I never considered a career in boxing, though I am 100% inspired by Muhammad Ali’s wise advice that, “service to others is the rent you pay for your room here on earth”.
 
That is a lesson I was first taught in my childhood, by my father, who said that those of us who are able to speak out have a duty to do so on behalf of the voiceless, and a duty to take action where others’ cannot.
 
Lessons in servant leadership…
 
About 15 years ago, after reading a book about the arms deal while on a family holiday in the Eastern Cape, I felt obliged to do something to help. I’d lived in New York for a while, returning to Cape Town to open a Law School. 
 
I was drawn to Patricia de Lille. I liked her straight talk, the fact that she was a black woman leading a post-apartheid party, and her brand of social democracy. I volunteered to serve, and she quickly dispatched me to the Cape Town City Council
as a councillor.
 

When she was later elected mayor, she included me as a member of her executive committee.
We spent eight years there. Although frustrated by colleagues who didn’t share our values, or honour their commitments, for a transformed and inclusive Cape Town, we gathered valuable knowledge and experience of local government and the inner
workings of the City.

REDISCOVERING THE “MOTHER”
IN THE MOTHER CITY

When GOOD is elected to govern Cape Town, we will govern with guts and determination for a city that honours its nickname – “the mother city”.  

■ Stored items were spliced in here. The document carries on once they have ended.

//! Daily fault-probability synthesis for one (turbine, component) pair.

use crate::domain::{
    Event, EventKind, EventPattern, GenerationConfig, Severity, TimeSeriesPoint, round_probability,
};
use crate::error::AppError;
use crate::synth::random::RandomSource;

/// Noise floor: `BASE_FLOOR + uniform * BASE_SPREAD`.
const BASE_FLOOR: f64 = 0.01;
const BASE_SPREAD: f64 = 0.02;

/// Phase shift per component rank and per turbine id.
const COMPONENT_PHASE_STEP: u64 = 13;
const TURBINE_PHASE_STEP: u64 = 23;

/// Only patterns stronger than this can mark a peak (and hence an event).
const PEAK_MAGNITUDE_GATE: f64 = 0.4;

/// A minor peak becomes a warning when a fresh draw exceeds this.
const WARNING_DRAW_THRESHOLD: f64 = 0.7;

/// One synthesized series plus the events found at its peaks.
#[derive(Debug, Clone)]
pub struct SeriesOutput {
    pub series: Vec<TimeSeriesPoint>,
    pub events: Vec<Event>,
}

/// Where a given day falls inside a pattern's event window.
#[derive(Debug, Clone, Copy, PartialEq)]
pub struct PatternHit {
    pub increase: f64,
    pub is_peak: bool,
}

/// Evaluate `pattern` at a phase-adjusted day index.
///
/// Returns `None` outside the event window. Inside it, the increase follows a
/// squared linear bell centred at `duration / 2`.
pub fn pattern_hit(pattern: &EventPattern, adjusted_day: u64) -> Option<PatternHit> {
    let cycle_pos = adjusted_day % u64::from(pattern.period_days());
    if cycle_pos >= u64::from(pattern.duration_days()) {
        return None;
    }

    let center = f64::from(pattern.duration_days()) / 2.0;
    let pos = cycle_pos as f64;
    let peak_factor = 1.0 - (pos - center).abs() / center;
    let increase = pattern.magnitude() * peak_factor * peak_factor;
    let is_peak = center.floor() as u64 == cycle_pos && pattern.magnitude() > PEAK_MAGNITUDE_GATE;

    Some(PatternHit { increase, is_peak })
}

/// Phase offset shared by every pattern of one (component, turbine) series.
pub fn phase_offset(seed_offset: u32, component_rank: usize, turbine_id: u32) -> u64 {
    u64::from(seed_offset)
        + COMPONENT_PHASE_STEP * component_rank as u64
        + TURBINE_PHASE_STEP * u64::from(turbine_id)
}

/// Synthesize the daily series for one component of one turbine.
///
/// `component` must be one of `config.components` and `turbine_id` one of
/// `config.turbine_ids`; their positions drive the deterministic risk bias.
pub fn synthesize<R: RandomSource + ?Sized>(
    config: &GenerationConfig,
    component: &str,
    turbine_id: u32,
    seed_offset: u32,
    rng: &mut R,
) -> Result<SeriesOutput, AppError> {
    let rank = config
        .component_rank(component)
        .ok_or_else(|| AppError::usage(format!("Unknown component '{component}'.")))?;
    if !config.turbine_ids.contains(&turbine_id) {
        return Err(AppError::usage(format!("Unknown turbine id {turbine_id}.")));
    }
    // Events carry the configured display name, whatever casing was passed in.
    let display_name = config.components[rank].clone();

    let component_factor = (rank + 1) as f64 / config.components.len() as f64;
    let turbine_factor = f64::from(turbine_id) / f64::from(config.max_turbine_id());
    let identity_scale = (0.8 + component_factor * 0.4) * (0.8 + turbine_factor * 0.4);
    let offset = phase_offset(seed_offset, rank, turbine_id);

    let total_days = config.window.total_days();
    let mut series = Vec::with_capacity(total_days as usize);
    let mut events = Vec::new();

    for day in 0..total_days {
        let date = config.window.day(day).ok_or_else(|| {
            AppError::usage(format!("Day {day} overflows the calendar from {}.", config.window.start()))
        })?;

        let mut probability = (BASE_FLOOR + rng.next_unit() * BASE_SPREAD) * identity_scale;

        let mut peak: Option<Severity> = None;
        for pattern in &config.patterns {
            if let Some(hit) = pattern_hit(pattern, u64::from(day) + offset) {
                probability += hit.increase;
                if hit.is_peak {
                    peak = peak.max(Some(pattern.severity()));
                }
            }
        }

        let probability = round_probability(probability.clamp(0.0, 1.0));
        series.push(TimeSeriesPoint::new(date, probability));

        let Some(kind) = peak.and_then(Severity::event_kind) else {
            continue;
        };
        let emit = match kind {
            EventKind::Alarm => true,
            EventKind::Warning => rng.next_unit() > WARNING_DRAW_THRESHOLD,
        };
        if emit {
            events.push(Event {
                date,
                value: probability,
                kind,
                component: display_name.clone(),
                turbine_id,
            });
        }
    }

    Ok(SeriesOutput { series, events })
}
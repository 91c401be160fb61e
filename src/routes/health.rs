use axum::extract::State;
use axum::Json;
use serde::Serialize;
use std::sync::Arc;

use crate::AppState;

/// GET / — service name and the documented endpoints.
pub async fn service_root() -> Json<serde_json::Value> {
    Json(serde_json::json!({
        "name": "Cheaterstats API",
        "message": "Cheaterstats backend is running",
        "endpoints": [
            { "GET": "/api/cheaters?subject_id=..." },
            { "POST": "/api/cheaters" },
            { "GET": "/test" },
        ],
    }))
}

/// GET /health — process liveness only; the store is probed by `/test`.
pub async fn health_check() -> Json<serde_json::Value> {
    Json(serde_json::json!({
        "status": "healthy",
        "service": "cheaterstats-api",
        "version": env!("CARGO_PKG_VERSION"),
    }))
}

#[derive(Debug, Serialize)]
pub struct DiagnosticsResponse {
    pub backend: &'static str,
    pub database: String,
    pub database_url: &'static str,
    pub database_name: &'static str,
    pub connection_status: &'static str,
    pub collections: Vec<String>,
}

/// GET /test — store diagnostics. Never fails: every probe error is absorbed
/// into the `database` status string.
pub async fn diagnostics(State(state): State<Arc<AppState>>) -> Json<DiagnosticsResponse> {
    let set_flag = |value: &Option<String>| if value.is_some() { "set" } else { "not set" };

    let mut response = DiagnosticsResponse {
        backend: "running",
        database: "not configured".to_string(),
        database_url: set_flag(&state.config.database_url),
        database_name: set_flag(&state.config.database_name),
        connection_status: "not connected",
        collections: Vec::new(),
    };

    if let Some(store) = &state.store {
        match store.ping().await {
            Ok(()) => {
                response.connection_status = "connected";
                match store.collection_names(10).await {
                    Ok(names) => {
                        response.database = "connected".to_string();
                        response.collections = names;
                    }
                    Err(e) => {
                        response.database = format!("connected but introspection failed: {e}");
                    }
                }
            }
            Err(e) => {
                response.database = format!("unreachable: {e}");
            }
        }
    }

    Json(response)
}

We will be firm in our values, true to our word and transparent in our deeds. 

We will care equally for all residents regardless of their race, bank balance or where they live.  We will fight, with all our might, to narrow inequalities in our residents’ living environment. 

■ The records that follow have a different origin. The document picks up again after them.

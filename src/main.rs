use axum::routing::get;
use axum::Router;
use std::sync::Arc;
use tower_http::cors::CorsLayer;
use tower_http::trace::TraceLayer;
use tracing_subscriber::{layer::SubscriberExt, util::SubscriberInitExt, EnvFilter};

mod config;
mod errors;
mod models;
mod routes;
mod store;

use config::AppConfig;
use errors::{AppError, AppResult};
use store::CheaterStore;

pub struct AppState {
    pub config: AppConfig,
    pub store: Option<CheaterStore>,
}

impl AppState {
    /// The store handle, or the error every data endpoint surfaces while the
    /// connection is unconfigured.
    pub fn store(&self) -> AppResult<&CheaterStore> {
        self.store
            .as_ref()
            .ok_or_else(|| AppError::store("store connection is not configured"))
    }
}

fn init_tracing() {
    let env_filter = EnvFilter::try_from_default_env()
        .unwrap_or_else(|_| EnvFilter::new("info,cheaterstats_api=debug,tower_http=debug"));

    let is_production = std::env::var("CHEATERSTATS_ENV")
        .map(|v| v == "production")
        .unwrap_or(false);

    if is_production {
        let json_layer = tracing_subscriber::fmt::layer().json().with_target(true);

        tracing_subscriber::registry()
            .with(env_filter)
            .with(json_layer)
            .init();
    } else {
        let fmt_layer = tracing_subscriber::fmt::layer().with_target(true);

        tracing_subscriber::registry()
            .with(env_filter)
            .with(fmt_layer)
            .init();
    }
}

#[tokio::main]
async fn main() -> anyhow::Result<()> {
    init_tracing();

    let config = AppConfig::load()?;
    let port = config.port;

    let store = match (config.database_url.as_deref(), config.database_name.as_deref()) {
        (Some(url), Some(name)) => match CheaterStore::connect(url, name).await {
            Ok(store) => Some(store),
            Err(e) => {
                tracing::error!(error = %e, "failed to initialize store client");
                None
            }
        },
        _ => {
            tracing::warn!("store connection not configured; data endpoints will return errors");
            None
        }
    };

    let state = Arc::new(AppState { config, store });

    let app = Router::new()
        .route("/", get(routes::health::service_root))
        .route("/health", get(routes::health::health_check))
        .route("/test", get(routes::health::diagnostics))
        .route(
            "/api/cheaters",
            get(routes::cheaters::list_cheaters).post(routes::cheaters::create_cheater),
        )
        .layer(CorsLayer::permissive())
        .layer(TraceLayer::new_for_http())
        .with_state(state);

    let addr = format!("0.0.0.0:{port}");
    tracing::info!(addr = %addr, "cheaterstats-api starting");

    let listener = tokio::net::TcpListener::bind(&addr).await?;
    axum::serve(listener, app).await?;

    Ok(())
}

We will change our pronouns from the divisive “us and them”, to the inclusive “we” and “our”.

Our Mother City.


A generation ago, South Africans dreamed of building a new kind of society on a foundation of shared dignity and respectful diversity.

There are no better options; we have drifted off track - but it is a vision to which we must return.

THE WARM HEART OF CAPE TOWN’S PEOPLE

The preamble to the Constitution defines our collective task to heal the divisions of the past, establish a society based on democratic values, social justice and fundamental human rights, improve the quality of life of all citizens, free the potential of each person, and lay the foundations for a democratic and open society in which government is based on the will of the people.

The Cape Town that I know is home to millions of caring people who wholeheartedly 
support these noble objectives. Millions of people who feel personally connected to the daily suffering, indignity and injustice of life on the proverbial wrong side of the tracks. People who would genuinely like to contribute to fixing the city.
 

It is home to many thousands of individuals across dozens and dozens of communities who demonstrated their warm-heartedness by spontaneously rallying to feed hungry families, forming Community Action Networks when the Covid-19 lockdown struck. 
 
It is home to the embodiment of Ubuntu, Archbishop Desmond Tutu, and a proud history of selflessness and courage during the anti-apartheid struggle.

These ingredients define a generosity of spirit. 
They are the essence of the Mother City’s soul.
 
But, this is not the soul of the present city administration.